◆ Problem statement ◆
When you find the word "UiPrefs" in a line of the entries, please copy the whole line.

◆ Record set ◆
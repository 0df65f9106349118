//! Service layer wrapping the database with ranking configuration.
//!
//! `JudgeService` owns the database handle plus the explicit parameters every
//! operation needs (selection knobs, priors, retry policy). Repository and
//! coordinator methods are implemented as `impl JudgeService` blocks.

use judge_config::JudgeConfig;
use judge_core::model::{Priors, RankingParams};

use crate::JudgeDb;
use crate::error::DatabaseError;
use crate::retry::RetryConfig;

pub struct JudgeService {
    db: JudgeDb,
    params: RankingParams,
    priors: Priors,
    retry: RetryConfig,
}

impl JudgeService {
    /// Open the database named in `config` with its ranking settings.
    ///
    /// # Errors
    ///
    /// Returns `DatabaseError` if the database cannot be opened.
    pub async fn open(config: &JudgeConfig) -> Result<Self, DatabaseError> {
        let db = JudgeDb::open_local(&config.database.path).await?;
        Ok(Self::from_db(
            db,
            config.ranking.params(),
            config.priors.priors(),
            RetryConfig::from(&config.database),
        ))
    }

    /// Create from an existing `JudgeDb`.
    #[must_use]
    pub const fn from_db(
        db: JudgeDb,
        params: RankingParams,
        priors: Priors,
        retry: RetryConfig,
    ) -> Self {
        Self {
            db,
            params,
            priors,
            retry,
        }
    }

    #[must_use]
    pub const fn db(&self) -> &JudgeDb {
        &self.db
    }

    #[must_use]
    pub const fn params(&self) -> &RankingParams {
        &self.params
    }

    #[must_use]
    pub const fn priors(&self) -> &Priors {
        &self.priors
    }

    #[must_use]
    pub const fn retry(&self) -> &RetryConfig {
        &self.retry
    }
}
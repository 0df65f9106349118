//! Candidate pool computation.
//!
//! Filters are applied in a fixed order, each with its own fallback:
//!
//! 1. active items the judge has not ignored
//! 2. prioritized items only, if there are any
//! 3. drop items currently assigned to another active judge, unless that
//!    empties the pool
//! 4. prefer items seen by fewer than `min_views` judges, if there are any

use std::collections::BTreeSet;

use chrono::{DateTime, Duration, Utc};
use serde::{Deserialize, Serialize};

use crate::entities::{Item, Judge};

/// Another judge's live assignment, as far as the busy check cares.
#[derive(Debug, Clone, PartialEq, Eq, Serialize, Deserialize)]
pub struct JudgeSlot {
    pub judge_id: String,
    pub active: bool,
    pub next: Option<String>,
    pub updated_at: Option<DateTime<Utc>>,
}

impl From<&Judge> for JudgeSlot {
    fn from(judge: &Judge) -> Self {
        Self {
            judge_id: judge.id.clone(),
            active: judge.active,
            next: judge.next.clone(),
            updated_at: judge.updated_at,
        }
    }
}

/// Items assigned to some other active judge within `timeout` of `now`.
#[must_use]
pub fn busy_items(
    slots: &[JudgeSlot],
    requesting_judge: &str,
    now: DateTime<Utc>,
    timeout: Duration,
) -> BTreeSet<String> {
    slots
        .iter()
        .filter(|slot| slot.active && slot.judge_id != requesting_judge)
        .filter_map(|slot| {
            let next = slot.next.as_ref()?;
            let updated_at = slot.updated_at?;
            (now - updated_at < timeout).then(|| next.clone())
        })
        .collect()
}

/// Items the judge may be shown next. Possibly empty.
#[must_use]
pub fn candidate_pool<'a>(
    items: &'a [Item],
    ignore: &BTreeSet<String>,
    busy: &BTreeSet<String>,
    min_views: usize,
) -> Vec<&'a Item> {
    let available: Vec<&Item> = items
        .iter()
        .filter(|item| item.active && !ignore.contains(&item.id))
        .collect();

    let prioritized: Vec<&Item> = available.iter().copied().filter(|i| i.prioritized).collect();
    let pool = if prioritized.is_empty() {
        available
    } else {
        prioritized
    };

    let idle: Vec<&Item> = pool
        .iter()
        .copied()
        .filter(|item| !busy.contains(&item.id))
        .collect();
    let pool = if idle.is_empty() { pool } else { idle };

    let less_seen: Vec<&Item> = pool
        .iter()
        .copied()
        .filter(|item| item.view_count() < min_views)
        .collect();
    if less_seen.is_empty() { pool } else { less_seen }
}

#[cfg(test)]
mod tests {
    use pretty_assertions::assert_eq;

    use super::*;

    fn item(id: &str) -> Item {
        Item {
            id: id.to_string(),
            name: id.to_uppercase(),
            description: String::new(),
            active: true,
            prioritized: false,
            mu: 0.0,
            sigma_sq: 1.0,
            viewed_by: BTreeSet::new(),
            version: 0,
            created_at: Utc::now(),
        }
    }

    fn ids(pool: &[&Item]) -> Vec<String> {
        pool.iter().map(|i| i.id.clone()).collect()
    }

    fn set(values: &[&str]) -> BTreeSet<String> {
        values.iter().map(ToString::to_string).collect()
    }

    fn slot(judge: &str, next: &str, minutes_ago: i64) -> JudgeSlot {
        JudgeSlot {
            judge_id: judge.to_string(),
            active: true,
            next: Some(next.to_string()),
            updated_at: Some(Utc::now() - Duration::minutes(minutes_ago)),
        }
    }

    #[test]
    fn inactive_and_ignored_items_are_excluded() {
        let mut items = vec![item("x"), item("y"), item("z")];
        items[1].active = false;
        let pool = candidate_pool(&items, &set(&["z"]), &BTreeSet::new(), 2);
        assert_eq!(ids(&pool), vec!["x"]);
    }

    #[test]
    fn prioritized_items_win_when_present() {
        let mut items = vec![item("x"), item("y"), item("z")];
        items[2].prioritized = true;
        let pool = candidate_pool(&items, &BTreeSet::new(), &BTreeSet::new(), 2);
        assert_eq!(ids(&pool), vec!["z"]);
    }

    #[test]
    fn ignored_prioritized_item_does_not_restrict() {
        let mut items = vec![item("x"), item("y")];
        items[1].prioritized = true;
        let pool = candidate_pool(&items, &set(&["y"]), &BTreeSet::new(), 2);
        assert_eq!(ids(&pool), vec!["x"]);
    }

    #[test]
    fn busy_items_are_avoided() {
        let items = vec![item("x"), item("y"), item("z")];
        let pool = candidate_pool(&items, &BTreeSet::new(), &set(&["x", "y"]), 2);
        assert_eq!(ids(&pool), vec!["z"]);
    }

    #[test]
    fn all_busy_falls_back_to_pre_filter_set() {
        let items = vec![item("x"), item("y"), item("z")];
        let pool = candidate_pool(&items, &set(&["z"]), &set(&["x", "y", "z"]), 2);
        assert_eq!(ids(&pool), vec!["x", "y"]);
    }

    #[test]
    fn all_busy_and_nothing_available_is_empty() {
        let items = vec![item("x")];
        let pool = candidate_pool(&items, &set(&["x"]), &set(&["x"]), 2);
        assert!(pool.is_empty());
    }

    #[test]
    fn less_seen_items_are_preferred() {
        let mut items = vec![item("x"), item("y")];
        items[0].viewed_by = set(&["j1", "j2"]);
        let pool = candidate_pool(&items, &BTreeSet::new(), &BTreeSet::new(), 2);
        assert_eq!(ids(&pool), vec!["y"]);

        items[1].viewed_by = set(&["j1", "j2", "j3"]);
        let pool = candidate_pool(&items, &BTreeSet::new(), &BTreeSet::new(), 2);
        assert_eq!(ids(&pool), vec!["x", "y"]);
    }

    #[test]
    fn busy_set_respects_timeout_and_activity() {
        let now = Utc::now();
        let mut stale = slot("j2", "y", 10);
        stale.updated_at = Some(now - Duration::minutes(10));
        let mut inactive = slot("j3", "z", 0);
        inactive.active = false;
        let slots = vec![slot("j1", "x", 1), stale, inactive, slot("me", "w", 0)];

        let busy = busy_items(&slots, "me", now, Duration::minutes(5));
        assert_eq!(busy, set(&["x"]));
    }

    #[test]
    fn slot_without_timestamp_is_not_busy() {
        let mut unstamped = slot("j1", "x", 0);
        unstamped.updated_at = None;
        let busy = busy_items(&[unstamped], "me", Utc::now(), Duration::minutes(5));
        assert!(busy.is_empty());
    }
}
use std::io::IsTerminal;
use std::sync::OnceLock;

use crate::cli::{GlobalFlags, OutputFormat};

#[derive(Clone, Copy, Debug)]
pub struct UiPrefs {
    pub table_color: bool,
    pub progress: bool,
    pub term_width: Option<usize>,
}

static UI_PREFS: OnceLock<UiPrefs> = OnceLock::new();

pub fn init(flags: &GlobalFlags) {
    let stdout_tty = std::io::stdout().is_terminal();
    let table_color = stdout_tty
        && flags.format == OutputFormat::Table
        && !flags.quiet
        && std::env::var_os("NO_COLOR").is_none();

    // Bars draw on stderr, so they do not corrupt piped JSON.
    let progress = std::io::stderr().is_terminal() && !flags.quiet;

    let term_width = std::env::var("COLUMNS")
        .ok()
        .and_then(|value| value.parse::<usize>().ok())
        .filter(|width| *width >= 40);

    let _ = UI_PREFS.set(UiPrefs {
        table_color,
        progress,
        term_width,
    });
}

#[must_use]
pub fn prefs() -> UiPrefs {
    *UI_PREFS.get().unwrap_or(&UiPrefs {
        table_color: false,
        progress: false,
        term_width: None,
    })
}
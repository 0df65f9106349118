//! Database location and write-conflict retry settings.

use serde::{Deserialize, Serialize};

use crate::ConfigError;

fn default_path() -> String {
    ".judge/judge.db".to_string()
}

const fn default_max_attempts() -> u32 {
    8
}

const fn default_base_delay_ms() -> u64 {
    10
}

const fn default_max_delay_ms() -> u64 {
    500
}

#[derive(Debug, Clone, Deserialize, Serialize)]
pub struct DatabaseConfig {
    /// Path to the local libSQL database file.
    #[serde(default = "default_path")]
    pub path: String,

    /// Attempts per transition before giving up on write conflicts.
    #[serde(default = "default_max_attempts")]
    pub max_attempts: u32,

    /// Backoff before the first retry, doubled on each subsequent one.
    #[serde(default = "default_base_delay_ms")]
    pub base_delay_ms: u64,

    /// Upper bound on a single backoff delay.
    #[serde(default = "default_max_delay_ms")]
    pub max_delay_ms: u64,
}

impl Default for DatabaseConfig {
    fn default() -> Self {
        Self {
            path: default_path(),
            max_attempts: default_max_attempts(),
            base_delay_ms: default_base_delay_ms(),
            max_delay_ms: default_max_delay_ms(),
        }
    }
}

impl DatabaseConfig {
    /// # Errors
    ///
    /// Returns `ConfigError::InvalidValue` for an empty or in-memory path,
    /// zero attempts, or a base delay above the maximum.
    pub fn validate(&self) -> Result<(), ConfigError> {
        if self.path.trim().is_empty() || self.path == ":memory:" {
            return Err(ConfigError::invalid(
                "database.path",
                "a file path is required; each transition opens its own connection",
            ));
        }
        if self.max_attempts == 0 {
            return Err(ConfigError::invalid("database.max_attempts", "must be at least 1"));
        }
        if self.base_delay_ms > self.max_delay_ms {
            return Err(ConfigError::invalid(
                "database.base_delay_ms",
                format!("{} exceeds max_delay_ms {}", self.base_delay_ms, self.max_delay_ms),
            ));
        }
        Ok(())
    }
}
use serde_json::json;

use crate::cli::GlobalFlags;
use crate::cli::subcommands::ItemCommands;
use crate::context::AppContext;
use crate::output::output;

/// Handle `jdg item`.
pub async fn handle(action: &ItemCommands, ctx: &AppContext, flags: &GlobalFlags) -> anyhow::Result<()> {
    let svc = &ctx.service;
    match action {
        ItemCommands::Add { name, description } => {
            let item = svc
                .create_item(name, description.as_deref().unwrap_or_default())
                .await?;
            output(&item, flags.format)
        }
        ItemCommands::List => output(&svc.list_items().await?, flags.format),
        ItemCommands::Get { id } => output(&svc.get_item(id).await?, flags.format),
        ItemCommands::Enable { id } => output(&svc.set_item_active(id, true).await?, flags.format),
        ItemCommands::Disable { id } => output(&svc.set_item_active(id, false).await?, flags.format),
        ItemCommands::Prioritize { id, cancel } => {
            output(&svc.set_item_prioritized(id, !cancel).await?, flags.format)
        }
        ItemCommands::Delete { id } => {
            svc.delete_item(id).await?;
            output(&json!({ "deleted": id }), flags.format)
        }
    }
}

◆ Answer to this task ◆
pub struct UiPrefs {
static UI_PREFS: OnceLock<UiPrefs> = OnceLock::new();
    let _ = UI_PREFS.set(UiPrefs {
pub fn prefs() -> UiPrefs {
    *UI_PREFS.get().unwrap_or(&UiPrefs {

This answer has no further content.